Цырен жил в самом сердце Армагеддона. Чем он был занят там? Я была занята своей работой и своей славой; победоносной Музыкой – звездным обвалом и водопадом Органа, снежной вязью Клавесина, подземным рокотом и птичьим клекотом Певцов, бураном и ураганом Гитары, первозданным хаосом Оркестра. Мне за Музыку платили бешеные деньги, и я летала на Ее крыльях, и мне вроде больше ничего не нужно было, так я была свободна и довольна. А чем был занят он? И почему я в лучах славы и признанья, в потоках гармоний и мелодий всегда искала любви, мучась, расшибаясь в кровь, в лепешку? Может, замочек с секретом просто открывался, и мне надо было попросту выйти замуж и жить жизнью толстопятой и толстозадой клушки – печь блины на Масленую, заворачивать пироги с грибами, закручивать банки с соленьями и вареньями, тетешкать и лелеять свое Святое Семейство? Тогда я была бы счастливее. Только вот беда, Сильвио: я не знаю, что такое счастье. Иной раз мне кажется, что счастье – это тот медный медальончик с арийским иероглифом на голой груди Цырена, который можно открыть, подцепив его ногтем или зубом. И оно – внутри. В темноте, как в животе. И ему никогда не выбраться наружу. Не родиться.
Я попала к Цырену случайно. Друзья завели. Моим друзьям он казался колдуном или тайным жрецом, и они меня волокли в незнакомый дом, как в зверинец. Цырен был для них экзотическим монгольским зверем, стреляющим опасностью и электричеством, убивающим не расстоянии. И они, друзья, сладострастно ждали, что разряд попадет в меня, преуспевающую, выхоленную, гладкокожую красотку, уверенную в себе. Я вошла в длинный коридор, десятки нищих обшарпанных дверей деревянными слепыми глазами воззрились на меня. «Ваш колдун здесь живет?» Да, да, закивали мне послушно, да, именно здесь. Ему не нужен сервис. Он не заботится о внешнем. Он с причудами. Он приобщается грязи. Он – алмаз в нечистотах. Стукнули в приземистую дверь, ободранную кошками. «Эй, буддист, открывай!»

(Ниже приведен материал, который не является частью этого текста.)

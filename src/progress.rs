//! Progress reporting for long-running copies

use crate::config::{self, error_num};
use crate::errors::{ErrorClass, GeoDataError, Result};

/// Progress callback: receives the completed fraction in `[0, 1]` and a
/// message. Returning `false` cancels the operation.
pub type ProgressCallback<'a> = &'a mut dyn FnMut(f64, &str) -> bool;

/// Wraps an optional [`ProgressCallback`], mapping local fractions into the
/// current sub-range.
pub struct Progress<'a> {
    callback: Option<ProgressCallback<'a>>,
    start: f64,
    end: f64,
}

impl<'a> Progress<'a> {
    pub fn new(callback: Option<ProgressCallback<'a>>) -> Self {
        Progress {
            callback,
            start: 0.0,
            end: 1.0,
        }
    }

    /// A progress that never reports and never cancels.
    pub fn none() -> Progress<'static> {
        Progress {
            callback: None,
            start: 0.0,
            end: 1.0,
        }
    }

    /// Subsequent reports of `0..=1` map to `start..=end`.
    pub fn set_range(&mut self, start: f64, end: f64) {
        self.start = start;
        self.end = end;
    }

    /// Reports `complete` (a fraction of the current range).
    ///
    /// Returns [`GeoDataError::Cancelled`] when the callback asks to stop.
    pub fn report(&mut self, complete: f64, message: &str) -> Result<()> {
        let Some(callback) = self.callback.as_mut() else {
            return Ok(());
        };
        let complete = self.start + (self.end - self.start) * complete.clamp(0.0, 1.0);
        if callback(complete, message) {
            Ok(())
        } else {
            config::report(
                ErrorClass::Failure,
                error_num::USER_INTERRUPT,
                "User terminated",
            );
            Err(GeoDataError::Cancelled)
        }
    }
}

#[cfg(test)]
mod tests {
    use super::*;

    #[test]
    fn test_range_and_cancel() {
        let mut seen = Vec::new();
        let mut callback = |complete: f64, _: &str| {
            seen.push(complete);
            complete < 0.7
        };
        let mut progress = Progress::new(Some(&mut callback));
        progress.report(0.5, "").unwrap();
        progress.set_range(0.5, 1.0);
        progress.report(0.2, "").unwrap();
        let err = progress.report(1.0, "").unwrap_err();
        assert!(matches!(err, GeoDataError::Cancelled));
        drop(progress);
        assert_eq!(seen, vec![0.5, 0.6, 1.0]);
    }

    #[test]
    fn test_none_never_cancels() {
        assert!(Progress::none().report(1.0, "done").is_ok());
    }
}
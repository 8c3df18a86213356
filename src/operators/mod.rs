//! Genetic operators
//!
//! This module provides the selection, crossover, and mutation operators.

pub mod crossover;
pub mod mutation;
pub mod selection;
pub mod traits;

pub use crossover::TailSwapCrossover;
pub use mutation::SlotReplacementMutator;
pub use selection::UniformPairSelector;
pub use traits::{CrossoverOperator, MutationOperator, PairSelector};

pub mod prelude {
    pub use super::crossover::TailSwapCrossover;
    pub use super::mutation::SlotReplacementMutator;
    pub use super::selection::UniformPairSelector;
    pub use super::traits::{CrossoverOperator, MutationOperator, PairSelector};
}
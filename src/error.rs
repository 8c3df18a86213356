//! Error types for reel-evo
//!
//! This module defines all error types used throughout the library.

use thiserror::Error;

/// Error type for preference and run-parameter validation
///
/// All variants are raised before the first generation runs; a run never
/// starts with a partially valid configuration.
#[derive(Debug, Error, Clone, PartialEq)]
pub enum PreferenceError {
    /// A required numeric field could not be parsed
    #[error("Invalid number for {field}: '{value}'")]
    InvalidNumber { field: &'static str, value: String },

    /// A probability field is outside [0, 1]
    #[error("Probability {field} must be in [0, 1], got {value}")]
    ProbabilityOutOfRange { field: &'static str, value: f64 },

    /// A count field that must be strictly positive is zero
    #[error("{field} must be greater than zero")]
    NonPositive { field: &'static str },
}

/// Error type for catalog access failures
#[derive(Debug, Error, Clone, PartialEq)]
pub enum CatalogError {
    /// The catalog holds no records at all
    #[error("Catalog is empty")]
    Empty,

    /// A distinct sample was requested that exceeds the catalog size
    #[error("Cannot draw {requested} distinct movies from a catalog of {available}")]
    InsufficientCatalog { requested: usize, available: usize },
}

/// Top-level error type for evolution runs
#[derive(Debug, Error)]
pub enum EvolutionError {
    /// Preference or run-parameter validation failed
    #[error("Preference error: {0}")]
    Preference(#[from] PreferenceError),

    /// Catalog could not support the requested run
    #[error("Catalog error: {0}")]
    Catalog(#[from] CatalogError),

    /// Invalid engine configuration
    #[error("Invalid configuration: {0}")]
    Configuration(String),
}

/// Result type alias for evolution operations
pub type EvoResult<T> = Result<T, EvolutionError>;
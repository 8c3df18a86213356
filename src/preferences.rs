//! Preference profile
//!
//! This module provides the taste profile an evolution run optimizes against.

use serde::{Deserialize, Serialize};

use crate::catalog::MovieRecord;

/// A user's taste profile
///
/// Built once per run from normalized input. Resolved favorite movies fold
/// their genres, cast, and director into the corresponding lists before the
/// loop starts, so the fitness evaluator only ever sees plain term lists.
#[derive(Clone, Debug, Default, PartialEq, Serialize, Deserialize)]
pub struct PreferenceProfile {
    /// Preferred genres
    pub genres: Vec<String>,
    /// Preferred actors
    pub actors: Vec<String>,
    /// Preferred directors
    pub directors: Vec<String>,
    /// Target list-entry runtime in minutes
    pub target_runtime: u32,
    /// Target release year, if the user tracks one
    pub target_year: Option<i32>,
    /// Minimum acceptable rating, if the user tracks one
    pub min_rating: Option<f64>,
    /// Titles of the user's favorite movies
    pub favorite_titles: Vec<String>,
    /// Titles (or title fragments) the user never wants to see
    pub unwanted_titles: Vec<String>,
}

impl PreferenceProfile {
    /// Create a profile with the given target runtime and empty term lists
    pub fn new(target_runtime: u32) -> Self {
        Self {
            target_runtime,
            ..Self::default()
        }
    }

    /// Set the preferred genres
    pub fn with_genres(mut self, genres: Vec<String>) -> Self {
        self.genres = genres;
        self
    }

    /// Set the preferred actors
    pub fn with_actors(mut self, actors: Vec<String>) -> Self {
        self.actors = actors;
        self
    }

    /// Set the preferred directors
    pub fn with_directors(mut self, directors: Vec<String>) -> Self {
        self.directors = directors;
        self
    }

    /// Set the target release year
    pub fn with_target_year(mut self, year: i32) -> Self {
        self.target_year = Some(year);
        self
    }

    /// Set the minimum rating
    pub fn with_min_rating(mut self, rating: f64) -> Self {
        self.min_rating = Some(rating);
        self
    }

    /// Set the unwanted titles
    pub fn with_unwanted_titles(mut self, titles: Vec<String>) -> Self {
        self.unwanted_titles = titles;
        self
    }

    /// Fold a resolved favorite movie's attributes into the profile
    ///
    /// The record's genres and cast are appended to the genre and actor
    /// lists, its director to the director list, and its title to
    /// `favorite_titles`.
    pub fn fold_favorite(&mut self, record: &MovieRecord) {
        self.genres.extend(record.genres.iter().cloned());
        self.actors.extend(record.cast.iter().cloned());
        if !record.director.is_empty() {
            self.directors.push(record.director.clone());
        }
        self.favorite_titles.push(record.title.clone());
    }
}
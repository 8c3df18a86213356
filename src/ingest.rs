//! Preference ingestion
//!
//! This module turns raw free-text input into a validated
//! [`PreferenceProfile`] and [`GaConfig`] before a run starts. It is the
//! boundary the interactive form (or any other front end) talks to; the
//! engine itself only ever sees resolved, normalized values.

use log::warn;

use crate::catalog::Catalog;
use crate::config::GaConfig;
use crate::error::PreferenceError;
use crate::preferences::PreferenceProfile;

/// Raw taste input as captured from a form
///
/// List fields are comma-separated free text; optional numeric fields use
/// the empty string for "not tracked".
#[derive(Clone, Debug, Default)]
pub struct RawPreferences {
    /// Comma-separated genres
    pub genres: String,
    /// Comma-separated actors
    pub actors: String,
    /// Comma-separated directors
    pub directors: String,
    /// Target runtime in minutes
    pub duration: String,
    /// Comma-separated favorite movie titles
    pub favorite_movies: String,
    /// Comma-separated unwanted movie titles
    pub unwanted_movies: String,
    /// Optional target release year
    pub target_year: String,
    /// Optional minimum rating
    pub min_rating: String,
}

/// Raw run parameters as captured from a form
#[derive(Clone, Debug, Default)]
pub struct RawRunSettings {
    pub generations: String,
    pub crossover_probability: String,
    pub mutation_probability: String,
    pub initial_population_size: String,
    pub max_population_size: String,
    pub num_movies_per_list: String,
}

/// Title-case a term: first letter of each word upper, rest lower
pub fn title_case(term: &str) -> String {
    term.split_whitespace()
        .map(|word| {
            let mut chars = word.chars();
            match chars.next() {
                Some(first) => {
                    first.to_uppercase().collect::<String>() + &chars.as_str().to_lowercase()
                }
                None => String::new(),
            }
        })
        .collect::<Vec<_>>()
        .join(" ")
}

/// Split comma-separated free text into trimmed, title-cased terms
pub fn split_terms(raw: &str) -> Vec<String> {
    raw.split(',')
        .map(str::trim)
        .filter(|t| !t.is_empty())
        .map(title_case)
        .collect()
}

/// Build a preference profile from raw input, resolving favorites
///
/// Each favorite title is resolved against the catalog (first
/// case-insensitive substring match) and its genres, cast, and director are
/// folded into the profile. Unresolvable favorites are skipped with a
/// warning. Fails before any generation runs if a numeric field does not
/// parse.
pub fn build_profile(
    raw: &RawPreferences,
    catalog: &Catalog,
) -> Result<PreferenceProfile, PreferenceError> {
    let duration: u32 = parse_field("duration", &raw.duration)?;

    let mut profile = PreferenceProfile::new(duration)
        .with_genres(split_terms(&raw.genres))
        .with_actors(split_terms(&raw.actors))
        .with_directors(split_terms(&raw.directors));

    if let Some(year) = parse_optional_field("target_year", &raw.target_year)? {
        profile.target_year = Some(year);
    }
    if let Some(rating) = parse_optional_field("min_rating", &raw.min_rating)? {
        profile.min_rating = Some(rating);
    }

    // Unwanted fragments stay as typed (trimmed only): the pruner matches
    // them as case-sensitive substrings against catalog titles
    profile.unwanted_titles = raw
        .unwanted_movies
        .split(',')
        .map(str::trim)
        .filter(|t| !t.is_empty())
        .map(str::to_string)
        .collect();

    for favorite in split_terms(&raw.favorite_movies) {
        match catalog.find_by_title(&favorite) {
            Some(record) => profile.fold_favorite(record),
            None => warn!("Favorite '{favorite}' not found in catalog, skipping"),
        }
    }

    Ok(profile)
}

/// Parse raw run settings into a validated configuration
pub fn parse_settings(raw: &RawRunSettings) -> Result<GaConfig, PreferenceError> {
    let config = GaConfig {
        generations: parse_field("generations", &raw.generations)?,
        crossover_probability: parse_field("crossover_probability", &raw.crossover_probability)?,
        mutation_probability: parse_field("mutation_probability", &raw.mutation_probability)?,
        initial_population_size: parse_field(
            "initial_population_size",
            &raw.initial_population_size,
        )?,
        max_population_size: parse_field("max_population_size", &raw.max_population_size)?,
        num_movies_per_list: parse_field("num_movies_per_list", &raw.num_movies_per_list)?,
    };
    config.validate()?;
    Ok(config)
}

fn parse_field<T: std::str::FromStr>(
    field: &'static str,
    value: &str,
) -> Result<T, PreferenceError> {
    value
        .trim()
        .parse()
        .map_err(|_| PreferenceError::InvalidNumber {
            field,
            value: value.trim().to_string(),
        })
}

fn parse_optional_field<T: std::str::FromStr>(
    field: &'static str,
    value: &str,
) -> Result<Option<T>, PreferenceError> {
    let trimmed = value.trim();
    if trimmed.is_empty() {
        Ok(None)
    } else {
        parse_field(field, trimmed).map(Some)
    }
}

Дверь заскрипела, створка отошла.
Я все-таки думаю, что он был никакой не буддист, никакой не армагеддонский хиппи и лентяй, а просто шаман. Настоящий шаман в утратившем правду мире. И первое его камлание заключалось в том, что он навис надо мной, как скала, взял свою косичку и мазнул ею меня по носу, как бы в насмешку. И дикие кони бескрайних степей горячо и стремительно заскакали, вызванивая обжигающими твердыми копытами, подо мной, надо мной, во мне.
Я любила проводить время в его захламленной коммунальной каморе, заваленной пустыми ящиками из-под пива, самодельными мольбертами, трехногими табуретами, уличными вывесками и плакатами, сдернутыми с рекламных насиженных мест, шандалами в застывших натеках воска, детскими ванночками, в которых жили ручные вороны, – они говорили мне детскими голосами: «Мяу!» – клетками с синими попугаями, шкурками апельсинов и лимонов, разрезанными луковицами, расколупнутыми чесночными головками, монгольскими кожаными мешочками, куда зашивают священные камни, и костяными бурятскими амулетами. На стенах, нарисованные рукой Цырена, шли сверху вниз старомонгольские надписи, как идет дождь или снег. Цырен, в добром настроении, пел мне гимн Внутренней Монголии. «Дзугасан дзаласан-хан, айя-ху, айя-ху!» Так могли разговаривать древние звери. Я засыпала под эту колыбельную на обляпанном вином и кровью ветхом матраце, уволокнутом Цыреном с армагеддонской свалки. Я не видела грязи, не чуяла безобразия запахов. Цырен среди смрада сиял чистотой, масленой смуглостью, отрешенной лаской. Кожаная лента в косе, кожаный мешочек на шее. В мешочке шуршали священные сердолики и янтари. Он мне так нравился, мешочек этот, но я Цырену боялась сказать.